(Beginning of Materials provided)
//! Refresh token validation, issuance and rotation
//!
//! One-time refresh tokens are rotated on every use. The previous handle is
//! kept, marked consumed, so a second presentation is recognised as reuse
//! and handled per [`RefreshTokenReusePolicy`]. Consumption is a single
//! store operation, so of two concurrent refreshes only one rotates.

use std::sync::Arc;

use grantline_store::{Clock, Principal, ProofType, RefreshToken, RefreshTokenStore, Token};
use tokio_util::sync::CancellationToken;
use tracing::{debug, warn};

use crate::Result;
use crate::audit::{AuditLogger, RevocationReason, SecurityEvent};
use crate::client::{Client, TokenExpiration, TokenUsage};
use crate::config::{PersistentGrantOptions, RefreshTokenReusePolicy, ServerOptions};
use crate::errors::GrantFailure;
use crate::services::{ProfileCaller, ProfileService};
use crate::session::SessionCoordinationService;

/// Outcome of validating a presented refresh token
#[derive(Debug, Clone, PartialEq, Eq)]
pub enum TokenValidationResult {
    Valid(Box<RefreshToken>),
    Invalid(GrantFailure),
}

impl TokenValidationResult {
    pub fn is_error(&self) -> bool {
        matches!(self, Self::Invalid(_))
    }
}

/// Inputs for issuing a new refresh token
#[derive(Debug, Clone)]
pub struct RefreshTokenCreationRequest {
    pub subject: Principal,
    pub client: Client,
    /// Access token issued alongside
    pub access_token: Token,
    /// Resource indicator the access token was minted for
    pub requested_resource: Option<String>,
    pub authorized_scopes: Vec<String>,
    /// `None` leaves the token unrestricted
    pub authorized_resource_indicators: Option<Vec<String>>,
    pub proof_type: ProofType,
    pub description: Option<String>,
}

/// Inputs for refreshing an existing token
#[derive(Debug, Clone)]
pub struct RefreshTokenUpdateRequest {
    /// Handle the client presented
    pub handle: String,
    /// Token as returned by validation
    pub refresh_token: RefreshToken,
    pub client: Client,
    /// Freshly minted access token
    pub access_token: Option<Token>,
    pub requested_resource: Option<String>,
    /// Write the token back even if nothing else changed
    pub must_update: bool,
}

/// Validates, issues and rotates refresh tokens
#[derive(Debug, Clone)]
pub struct RefreshTokenService {
    store: RefreshTokenStore,
    profile: Arc<dyn ProfileService>,
    sessions: Option<Arc<SessionCoordinationService>>,
    options: PersistentGrantOptions,
    reuse_policy: RefreshTokenReusePolicy,
    audit: AuditLogger,
    clock: Arc<dyn Clock>,
}

impl RefreshTokenService {
    pub fn new(store: RefreshTokenStore, profile: Arc<dyn ProfileService>, clock: Arc<dyn Clock>) -> Self {
        Self {
            store,
            profile,
            sessions: None,
            options: PersistentGrantOptions::default(),
            reuse_policy: RefreshTokenReusePolicy::default(),
            audit: AuditLogger::default(),
            clock,
        }
    }

    /// Apply the grant and refresh token sections of `options`
    pub fn with_options(mut self, options: &ServerOptions) -> Self {
        self.options = options.persistent_grants.clone();
        self.reuse_policy = options.refresh_tokens.reuse_policy;
        self
    }

    pub fn with_reuse_policy(mut self, policy: RefreshTokenReusePolicy) -> Self {
        self.reuse_policy = policy;
        self
    }

    pub fn with_session_coordination(mut self, sessions: Arc<SessionCoordinationService>) -> Self {
        self.sessions = Some(sessions);
        self
    }

    pub fn with_audit(mut self, audit: AuditLogger) -> Self {
        self.audit = audit;
        self
    }

    pub fn store(&self) -> &RefreshTokenStore {
        &self.store
    }

    /// Validate a presented refresh token for `client`
    ///
    /// Not-found and client-mismatch failures produce the same outward
    /// response.
    ///
    /// # Errors
    /// Propagates storage and collaborator failures.
    pub async fn validate_refresh_token(
        &self,
        handle: &str,
        client: &Client,
        cancel: &CancellationToken,
    ) -> Result<TokenValidationResult> {
        let Some(token) = self.store.get_refresh_token(handle, cancel).await? else {
            warn!(client_id = %client.client_id, "Refresh token not found");
            return Ok(TokenValidationResult::Invalid(GrantFailure::GrantNotFound));
        };

        if token.client_id != client.client_id {
            warn!(
                client_id = %client.client_id,
                token_client_id = %token.client_id,
                "Refresh token presented by another client"
            );
            return Ok(TokenValidationResult::Invalid(GrantFailure::ClientMismatch));
        }

        if !client.allow_offline_access {
            warn!(client_id = %client.client_id, "Client is no longer allowed offline access");
            return Ok(TokenValidationResult::Invalid(GrantFailure::policy(
                "client is not allowed offline access",
            )));
        }

        let now = self.clock.now();
        if token.is_expired(now) {
            debug!(client_id = %client.client_id, "Refresh token expired");
            self.store.remove_refresh_token(handle, cancel).await?;
            return Ok(TokenValidationResult::Invalid(GrantFailure::GrantExpiredOrConsumed));
        }

        if token.consumed_time.is_some() {
            return self.handle_reuse(&token, cancel).await;
        }

        if !self
            .profile
            .is_active(&token.subject, client, ProfileCaller::RefreshTokenValidation, cancel)
            .await?
        {
            warn!(subject_id = ?token.subject_id(), "Refresh token subject is not active");
            return Ok(TokenValidationResult::Invalid(GrantFailure::SubjectInactive));
        }

        if client.require_dpop && token.proof_type != ProofType::DPoP {
            warn!(client_id = %client.client_id, "Client requires DPoP but refresh token is not DPoP-bound");
            return Ok(TokenValidationResult::Invalid(GrantFailure::policy(
                "refresh token is not DPoP-bound",
            )));
        }

        if let Some(sessions) = &self.sessions
            && let Some(subject_id) = token.subject_id()
            && !sessions
                .validate_session(subject_id, token.session_id.as_deref(), client, cancel)
                .await?
        {
            return Ok(TokenValidationResult::Invalid(GrantFailure::SessionInactive));
        }

        Ok(TokenValidationResult::Valid(Box::new(token)))
    }

    async fn handle_reuse(
        &self,
        token: &RefreshToken,
        cancel: &CancellationToken,
    ) -> Result<TokenValidationResult> {
        self.report_reuse(token, cancel).await?;
        Ok(TokenValidationResult::Invalid(GrantFailure::ReuseDetected))
    }

    async fn report_reuse(&self, token: &RefreshToken, cancel: &CancellationToken) -> Result<()> {
        self.audit.log(SecurityEvent::RefreshTokenReuseDetected {
            subject_id: token.subject_id().map(str::to_string),
            client_id: token.client_id.clone(),
            session_id: token.session_id.clone(),
            policy: self.reuse_policy,
        });

        if self.reuse_policy == RefreshTokenReusePolicy::RevokeFamily
            && let Some(subject_id) = token.subject_id()
        {
            let count = self
                .store
                .remove_refresh_tokens(subject_id, &token.client_id, token.session_id.as_deref(), cancel)
                .await?;
            self.audit.log(SecurityEvent::GrantRevoked {
                grant_types: vec![grantline_store::GrantType::RefreshToken.to_string()],
                subject_id: subject_id.to_string(),
                client_id: token.client_id.clone(),
                session_id: token.session_id.clone(),
                count,
                reason: RevocationReason::RefreshTokenReuse,
            });
        }
        Ok(())
    }

    /// Issue a refresh token and return its handle
    ///
    /// # Errors
    /// Propagates storage failures.
    pub async fn create_refresh_token(
        &self,
        request: &RefreshTokenCreationRequest,
        cancel: &CancellationToken,
    ) -> Result<String> {
        let client = &request.client;
        let lifetime = initial_lifetime(client);

        let mut token = RefreshToken::new(
            request.subject.clone(),
            client.client_id.clone(),
            self.clock.now(),
            lifetime,
        );
        token.authorized_scopes = request.authorized_scopes.clone();
        token.authorized_resource_indicators = request.authorized_resource_indicators.clone();
        token.proof_type = request.proof_type;
        token.description = request.description.clone();
        token.set_access_token(request.access_token.clone(), request.requested_resource.as_deref());

        let handle = self.store.store_refresh_token(&token, cancel).await?;
        debug!(
            client_id = %client.client_id,
            lifetime,
            expiration = ?client.refresh_token_expiration,
            "Refresh token issued"
        );
        Ok(handle)
    }

    /// Record a refresh and return the handle the client must use next
    ///
    /// A one-time token is consumed atomically before its successor is
    /// written. When a concurrent refresh consumed it first, no successor is
    /// issued and the presentation is treated as reuse.
    ///
    /// # Errors
    /// Propagates storage and session store failures.
    pub async fn update_refresh_token(
        &self,
        request: RefreshTokenUpdateRequest,
        cancel: &CancellationToken,
    ) -> Result<std::result::Result<String, GrantFailure>> {
        let RefreshTokenUpdateRequest {
            handle,
            refresh_token: mut token,
            client,
            access_token,
            requested_resource,
            must_update,
        } = request;
        let now = self.clock.now();
        let resource = requested_resource.as_deref();

        let mut needs_create = false;
        let mut needs_update = must_update;

        if let Some(access_token) = access_token
            && (client.update_access_token_claims_on_refresh || token.get_access_token(resource).is_none())
        {
            token.set_access_token(access_token, resource);
            needs_update = true;
        }

        if client.refresh_token_usage == TokenUsage::OneTimeOnly {
            let won = if self.options.delete_one_time_only_refresh_tokens_on_use {
                self.store.take_refresh_token(&handle, cancel).await?.is_some()
            } else {
                self.store.consume_refresh_token(&handle, cancel).await?
            };
            if !won {
                warn!(client_id = %client.client_id, "Refresh token consumed by a concurrent refresh");
                self.report_reuse(&token, cancel).await?;
                return Ok(Err(GrantFailure::ReuseDetected));
            }
            needs_create = true;
        }

        if client.refresh_token_expiration == TokenExpiration::Sliding {
            let elapsed = u64::try_from((now - token.creation_time).num_seconds()).unwrap_or(0);
            token.lifetime = sliding_lifetime(&client, elapsed);
            needs_update = true;
        }

        let next = if needs_create {
            token.consumed_time = None;
            let next = self.store.store_refresh_token(&token, cancel).await?;
            debug!(client_id = %client.client_id, "Refresh token rotated");
            next
        } else {
            if needs_update {
                self.store.update_refresh_token(&handle, &token, cancel).await?;
                debug!(client_id = %client.client_id, "Refresh token updated in place");
            }
            handle
        };

        if let Some(sessions) = &self.sessions {
            sessions.process_refresh_token_update(&token, &client, cancel).await?;
        }
        Ok(Ok(next))
    }
}

fn initial_lifetime(client: &Client) -> u64 {
    match client.refresh_token_expiration {
        TokenExpiration::Absolute => client.absolute_refresh_token_lifetime,
        TokenExpiration::Sliding => cap_to_absolute(client, client.sliding_refresh_token_lifetime),
    }
}

/// Lifetime from creation after a sliding renewal `elapsed` seconds in
fn sliding_lifetime(client: &Client, elapsed: u64) -> u64 {
    cap_to_absolute(client, elapsed.saturating_add(client.sliding_refresh_token_lifetime))
}

fn cap_to_absolute(client: &Client, lifetime: u64) -> u64 {
    let absolute = client.absolute_refresh_token_lifetime;
    if absolute > 0 && lifetime > absolute {
        absolute
    } else {
        lifetime
    }
}

#[cfg(test)]
mod tests {
    use super::*;

    fn sliding_client(sliding: u64, absolute: u64) -> Client {
        Client {
            refresh_token_expiration: TokenExpiration::Sliding,
            sliding_refresh_token_lifetime: sliding,
            absolute_refresh_token_lifetime: absolute,
            ..Client::new("web")
        }
    }

    #[test]
    fn test_initial_lifetime() {
        let absolute = Client {
            absolute_refresh_token_lifetime: 1000,
            ..Client::new("web")
        };
        assert_eq!(initial_lifetime(&absolute), 1000);
        assert_eq!(initial_lifetime(&sliding_client(100, 1000)), 100);
        assert_eq!(initial_lifetime(&sliding_client(5000, 1000)), 1000);
        assert_eq!(initial_lifetime(&sliding_client(5000, 0)), 5000);
    }

    #[test]
    fn test_sliding_renewal_is_capped() {
        let client = sliding_client(100, 1000);
        assert_eq!(sliding_lifetime(&client, 50), 150);
        assert_eq!(sliding_lifetime(&client, 950), 1000);
    }
}
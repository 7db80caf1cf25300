use std::sync::Arc;

use tokio_util::sync::CancellationToken;

use super::DefaultGrantStore;
use crate::clock::Clock;
use crate::error::Result;
use crate::models::Token;
use crate::persisted::PersistedGrantStore;

/// Opaque access token storage
#[derive(Debug, Clone)]
pub struct ReferenceTokenStore {
    inner: DefaultGrantStore<Token>,
}

impl ReferenceTokenStore {
    pub fn new(store: Arc<dyn PersistedGrantStore>, clock: Arc<dyn Clock>) -> Self {
        Self {
            inner: DefaultGrantStore::new(store, clock),
        }
    }

    /// Store a token and return its handle
    ///
    /// # Errors
    /// Propagates storage failures.
    pub async fn store_reference_token(&self, token: &Token, cancel: &CancellationToken) -> Result<String> {
        self.inner.create_item(token, cancel).await
    }

    /// Load a token
    ///
    /// # Errors
    /// Propagates storage failures.
    pub async fn get_reference_token(
        &self,
        handle: &str,
        cancel: &CancellationToken,
    ) -> Result<Option<Token>> {
        self.inner.get_item(handle, cancel).await
    }

    /// Remove a token
    ///
    /// # Errors
    /// Propagates storage failures.
    pub async fn remove_reference_token(&self, handle: &str, cancel: &CancellationToken) -> Result<()> {
        self.inner.remove_item(handle, cancel).await
    }

    /// Remove every reference token for a subject and client
    ///
    /// # Errors
    /// Propagates storage failures.
    pub async fn remove_reference_tokens(
        &self,
        subject_id: &str,
        client_id: &str,
        session_id: Option<&str>,
        cancel: &CancellationToken,
    ) -> Result<usize> {
        self.inner
            .remove_all_items(subject_id, client_id, session_id, cancel)
            .await
    }
}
(End of Materials provided)
When copying the data above, please keep exactly the lines from its first line through the line with "use crate::session::SessionCoordinationService;", both ends included, and drop the rest.

//! Refresh token validation, issuance and rotation
//!
//! One-time refresh tokens are rotated on every use. The previous handle is
//! kept, marked consumed, so a second presentation is recognised as reuse
//! and handled per [`RefreshTokenReusePolicy`]. Consumption is a single
//! store operation, so of two concurrent refreshes only one rotates.

use std::sync::Arc;

use grantline_store::{Clock, Principal, ProofType, RefreshToken, RefreshTokenStore, Token};
use tokio_util::sync::CancellationToken;
use tracing::{debug, warn};

use crate::Result;
use crate::audit::{AuditLogger, RevocationReason, SecurityEvent};
use crate::client::{Client, TokenExpiration, TokenUsage};
use crate::config::{PersistentGrantOptions, RefreshTokenReusePolicy, ServerOptions};
use crate::errors::GrantFailure;
use crate::services::{ProfileCaller, ProfileService};
use crate::session::SessionCoordinationService;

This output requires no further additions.